--- EXERCISE REQUIREMENTS ---
Wherever a line in the material contains the word "state", copy that line.

*** INFORMATION SUPPLIED

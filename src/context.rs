//! The explicit context value threaded through facade, gateway and
//! handlers.

use std::sync::{Arc, Mutex, MutexGuard, OnceLock};

use wayland_server::DisplayHandle;

use crate::cache::Cache;
use crate::config::Config;
use crate::coordinator::Coordinator;
use crate::facade::Facade;
use crate::gateway::Gateway;
use crate::keyboard::{KeymapError, KeymapFile};
use crate::state::WaylandState;
use crate::utils::{Serial, SerialCounter};

#[derive(Debug)]
struct ContextInner {
    cache: Cache,
    state: Mutex<WaylandState>,
    serials: SerialCounter,
    coordinator: Arc<dyn Coordinator>,
    keymap: KeymapFile,
    config: Config,
    display: OnceLock<DisplayHandle>,
}

/// Shared handle to everything the frontend components need: the cache, the
/// wayland state, the serial counter, the coordinator and the display.
///
/// Cloning is cheap; one context is shared by the protocol thread and every
/// coordinator thread for the lifetime of the frontend.
#[derive(Debug, Clone)]
pub(crate) struct Context {
    inner: Arc<ContextInner>,
}

impl Context {
    pub fn new(coordinator: Arc<dyn Coordinator>, config: Config) -> Result<Self, KeymapError> {
        let state = WaylandState::new(&config.xkb)?;
        let keymap = KeymapFile::new(&state.keyboard.keymap_string()).map_err(|_| KeymapError)?;
        Ok(Context {
            inner: Arc::new(ContextInner {
                cache: Cache::new(),
                state: Mutex::new(state),
                serials: SerialCounter::new(),
                coordinator,
                keymap,
                config,
                display: OnceLock::new(),
            }),
        })
    }

    pub fn cache(&self) -> &Cache {
        &self.inner.cache
    }

    /// Locks the wayland state. Never acquire the cache lock first.
    pub fn state(&self) -> MutexGuard<'_, WaylandState> {
        self.inner.state.lock().expect("state mutex poisoned")
    }

    pub fn next_serial(&self) -> Serial {
        self.inner.serials.next_serial()
    }

    pub fn coordinator(&self) -> &dyn Coordinator {
        &*self.inner.coordinator
    }

    pub fn keymap(&self) -> &KeymapFile {
        &self.inner.keymap
    }

    pub fn config(&self) -> &Config {
        &self.inner.config
    }

    pub fn set_display_handle(&self, handle: DisplayHandle) {
        let _ = self.inner.display.set(handle);
    }

    pub fn display_handle(&self) -> Option<&DisplayHandle> {
        self.inner.display.get()
    }

    pub fn facade(&self) -> Facade<'_> {
        Facade::new(self)
    }

    pub fn gateway(&self) -> Gateway<'_> {
        Gateway::new(self)
    }
}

******

--- RESULT OF THIS EXERCISE ---
use crate::state::WaylandState;
    state: Mutex<WaylandState>,
/// wayland state, the serial counter, the coordinator and the display.
        let state = WaylandState::new(&config.xkb)?;
        let keymap = KeymapFile::new(&state.keyboard.keymap_string()).map_err(|_| KeymapError)?;
                state: Mutex::new(state),
    /// Locks the wayland state. Never acquire the cache lock first.
    pub fn state(&self) -> MutexGuard<'_, WaylandState> {
        self.inner.state.lock().expect("state mutex poisoned")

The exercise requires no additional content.